Christophe escrutó a Johanna, sorprendido por semejante afirmación. Pero no dijo nada.

—Hablando de juguetes —intervino Werner—. Me gustaría echarle un vistazo a la imagen, pero solo si crees que es apropiado para un viejo arqueólogo en decadencia…

—Aquí, los vejestorios de cuarenta y ocho años están sometidos a la misma disciplina que los críos —contestó ella riendo—. ¡Primero comer y luego divertirse!

Era más de medianoche. La escultura de María Magdalena ocupaba el centro de la mesa, al lado de una botella de aguardiente de Borgoña. Inclinados sobre la imagen, los colegas exponían sus hipótesis.

—La abadía fue pasto de las llamas seis veces a lo largo de la historia —recordó Christophe—. En todo caso, tenemos noticia de seis incendios, desde el que devastó el primer monasterio establecido en el valle en el siglo IX, hasta el de 1819, que destruyó las torres. Entonces, ¿por qué las señales de carbonización que constatamos en este busto tienen que proceder del siniestro del siglo X? ¿Por qué no pueden ser la huella de las llamas de la catástrofe de 1120, que causó más de mil muertos, o de la del siglo XII, que asoló la cripta?

—Si por lo menos supiéramos en qué lugar del edificio se encontraba esta imagen —dijo Werner— y para qué servía, podríamos adivinar la fecha del incendio que la dañó y tener datos más precisos sobre la época en la que fue esculpida.

—De todas formas, tenemos algunas indicaciones —intervino Johanna—. Este capitel es carolingio, o sea, prerrománico.
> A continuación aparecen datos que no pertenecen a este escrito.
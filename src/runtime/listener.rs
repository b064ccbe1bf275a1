//! Listening socket setup.
//!
//! Resolves the passive local addresses for a port (IPv4 and IPv6), binds
//! the first candidate that accepts a socket and a bind, and owns the
//! resulting descriptor until drop.

use super::acceptor::Accept;
use super::nonblocking;
use crate::error::{Error, Result};
use socket2::{Domain, Protocol, SockAddr, Socket, Type};
use std::ffi::{CStr, CString};
use std::io;
use std::net::SocketAddr;
use std::os::unix::io::{AsFd, AsRawFd, RawFd};
use std::{mem, ptr};
use tracing::{debug, info};

/// One resolved address to try, copied out of the resolver's list.
#[derive(Debug, Clone)]
struct Candidate {
    domain: Domain,
    ty: Type,
    protocol: Protocol,
    addr: SockAddr,
}

/// Owned `getaddrinfo` result list, released with `freeaddrinfo` on drop.
struct AddrInfoList {
    head: *mut libc::addrinfo,
}

impl AddrInfoList {
    /// Passive stream-socket lookup. `node = None` yields the wildcard
    /// addresses of every supported family.
    fn lookup(node: Option<&str>, service: &str) -> Result<Self> {
        let resolution_error = |reason: String| Error::AddressResolution {
            port: service.to_string(),
            reason,
        };

        let node = node
            .map(CString::new)
            .transpose()
            .map_err(|_| resolution_error("host contains a NUL byte".to_string()))?;
        let c_service = CString::new(service)
            .map_err(|_| resolution_error("port contains a NUL byte".to_string()))?;

        let mut hints: libc::addrinfo = unsafe { mem::zeroed() };
        hints.ai_family = libc::AF_UNSPEC;
        hints.ai_socktype = libc::SOCK_STREAM;
        hints.ai_flags = libc::AI_PASSIVE;

        let mut head: *mut libc::addrinfo = ptr::null_mut();
        let rc = unsafe {
            libc::getaddrinfo(
                node.as_ref().map_or(ptr::null(), |n| n.as_ptr()),
                c_service.as_ptr(),
                &hints,
                &mut head,
            )
        };

        if rc != 0 {
            return Err(resolution_error(gai_message(rc)));
        }

        Ok(Self { head })
    }

    /// Copy every IPv4/IPv6 entry into owned values, in resolution order.
    fn candidates(&self) -> Vec<Candidate> {
        let mut out = Vec::new();
        let mut cursor = self.head;

        while !cursor.is_null() {
            // SAFETY: `cursor` walks the list returned by getaddrinfo, which
            // stays alive until `self` is dropped.
            let ai = unsafe { &*cursor };
            cursor = ai.ai_next;

            if ai.ai_family != libc::AF_INET && ai.ai_family != libc::AF_INET6 {
                continue;
            }
            let len = ai.ai_addrlen as usize;
            if ai.ai_addr.is_null() || len > mem::size_of::<libc::sockaddr_storage>() {
                continue;
            }

            let addr = unsafe {
                let mut storage: libc::sockaddr_storage = mem::zeroed();
                ptr::copy_nonoverlapping(
                    ai.ai_addr.cast::<u8>(),
                    (&mut storage as *mut libc::sockaddr_storage).cast::<u8>(),
                    len,
                );
                SockAddr::new(storage, ai.ai_addrlen)
            };

            out.push(Candidate {
                domain: Domain::from(ai.ai_family),
                ty: Type::from(ai.ai_socktype),
                protocol: Protocol::from(ai.ai_protocol),
                addr,
            });
        }

        out
    }
}

impl Drop for AddrInfoList {
    fn drop(&mut self) {
        if !self.head.is_null() {
            unsafe { libc::freeaddrinfo(self.head) };
        }
    }
}

fn gai_message(rc: libc::c_int) -> String {
    if rc == libc::EAI_SYSTEM {
        return io::Error::last_os_error().to_string();
    }
    unsafe { CStr::from_ptr(libc::gai_strerror(rc)) }
        .to_string_lossy()
        .into_owned()
}

/// A bound TCP socket; becomes the accept queue once `listen` is called.
///
/// The descriptor is closed exactly once, when this value is dropped.
#[derive(Debug)]
pub struct ListenerSocket {
    socket: Socket,
    local_addr: SocketAddr,
}

impl ListenerSocket {
    /// Resolve `host`/`port` and bind the first candidate that works.
    ///
    /// Fails with `SocketCreate` when no candidate yields a socket at all,
    /// and with `Bind` when every created socket fails to bind. Sockets from
    /// failed candidates are closed before the next candidate is tried.
    pub fn bind(host: Option<&str>, port: &str, reuse_address: bool) -> Result<Self> {
        let list = AddrInfoList::lookup(host, port)?;
        let candidates = list.candidates();
        drop(list);

        if candidates.is_empty() {
            return Err(Error::AddressResolution {
                port: port.to_string(),
                reason: "no IPv4 or IPv6 addresses returned".to_string(),
            });
        }

        let mut create_error = None;
        let mut bind_error = None;

        for candidate in candidates {
            let socket = match Socket::new(candidate.domain, candidate.ty, Some(candidate.protocol))
            {
                Ok(socket) => socket,
                Err(e) => {
                    debug!(addr = ?candidate.addr.as_socket(), error = %e, "Socket creation failed");
                    create_error = Some(e);
                    continue;
                }
            };

            // `socket` is dropped, and therefore closed, on every failed path.
            let bound = if reuse_address {
                socket.set_reuse_address(true)
            } else {
                Ok(())
            }
            .and_then(|()| socket.bind(&candidate.addr))
            .and_then(|()| local_socket_addr(&socket));

            match bound {
                Ok(local_addr) => {
                    info!(fd = socket.as_raw_fd(), addr = %local_addr, "Socket bound");
                    return Ok(Self { socket, local_addr });
                }
                Err(e) => {
                    debug!(addr = ?candidate.addr.as_socket(), error = %e, "Bind failed");
                    bind_error = Some(e);
                }
            }
        }

        Err(match bind_error {
            Some(e) => Error::Bind(e),
            None => Error::SocketCreate(create_error.unwrap_or_else(|| {
                io::Error::new(io::ErrorKind::AddrNotAvailable, "no usable address")
            })),
        })
    }

    pub fn set_nonblocking(&self) -> Result<()> {
        nonblocking::set_nonblocking(self.socket.as_fd())
    }

    /// Mark the socket as accepting connections. `None` uses `SOMAXCONN`.
    pub fn listen(&self, backlog: Option<i32>) -> Result<()> {
        let backlog = backlog.unwrap_or(libc::SOMAXCONN);
        self.socket.listen(backlog).map_err(|source| Error::Listen {
            fd: self.socket.as_raw_fd(),
            source,
        })
    }

    pub fn local_addr(&self) -> SocketAddr {
        self.local_addr
    }
}

impl Accept for ListenerSocket {
    type Stream = Socket;

    fn accept(&self) -> io::Result<(Socket, SocketAddr)> {
        let (socket, addr) = self.socket.accept()?;
        let peer = addr.as_socket().ok_or_else(|| {
            io::Error::new(io::ErrorKind::InvalidData, "peer address is not IPv4 or IPv6")
        })?;
        Ok((socket, peer))
    }
}

impl AsRawFd for ListenerSocket {
    fn as_raw_fd(&self) -> RawFd {
        self.socket.as_raw_fd()
    }
}

fn local_socket_addr(socket: &Socket) -> io::Result<SocketAddr> {
    socket.local_addr()?.as_socket().ok_or_else(|| {
        io::Error::new(io::ErrorKind::InvalidData, "bound address is not IPv4 or IPv6")
    })
}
Procede forzosamente de la primera iglesia construida en la colina en el siglo IX, que ya no existe en el XII, sustituida por el edifício románico. En eso estamos de acuerdo.

Asintieron.

—Pero el capitel no es más que un soporte, un material para el artista —se aventuró a decir Audrey—. Es como el lienzo de un cuadro… El lienzo puede datar de una época, y la pintura que está sobre él, de otra.

—¡Bravo, Audrey! —la animó Werner—. Como de costumbre, lo has resumido con una claridad diáfana, mientras que nosotros nos perdemos en oscuras conjeturas.

Pese a sus ojos claros, Christophe le lanzó al vienés una mirada sombría.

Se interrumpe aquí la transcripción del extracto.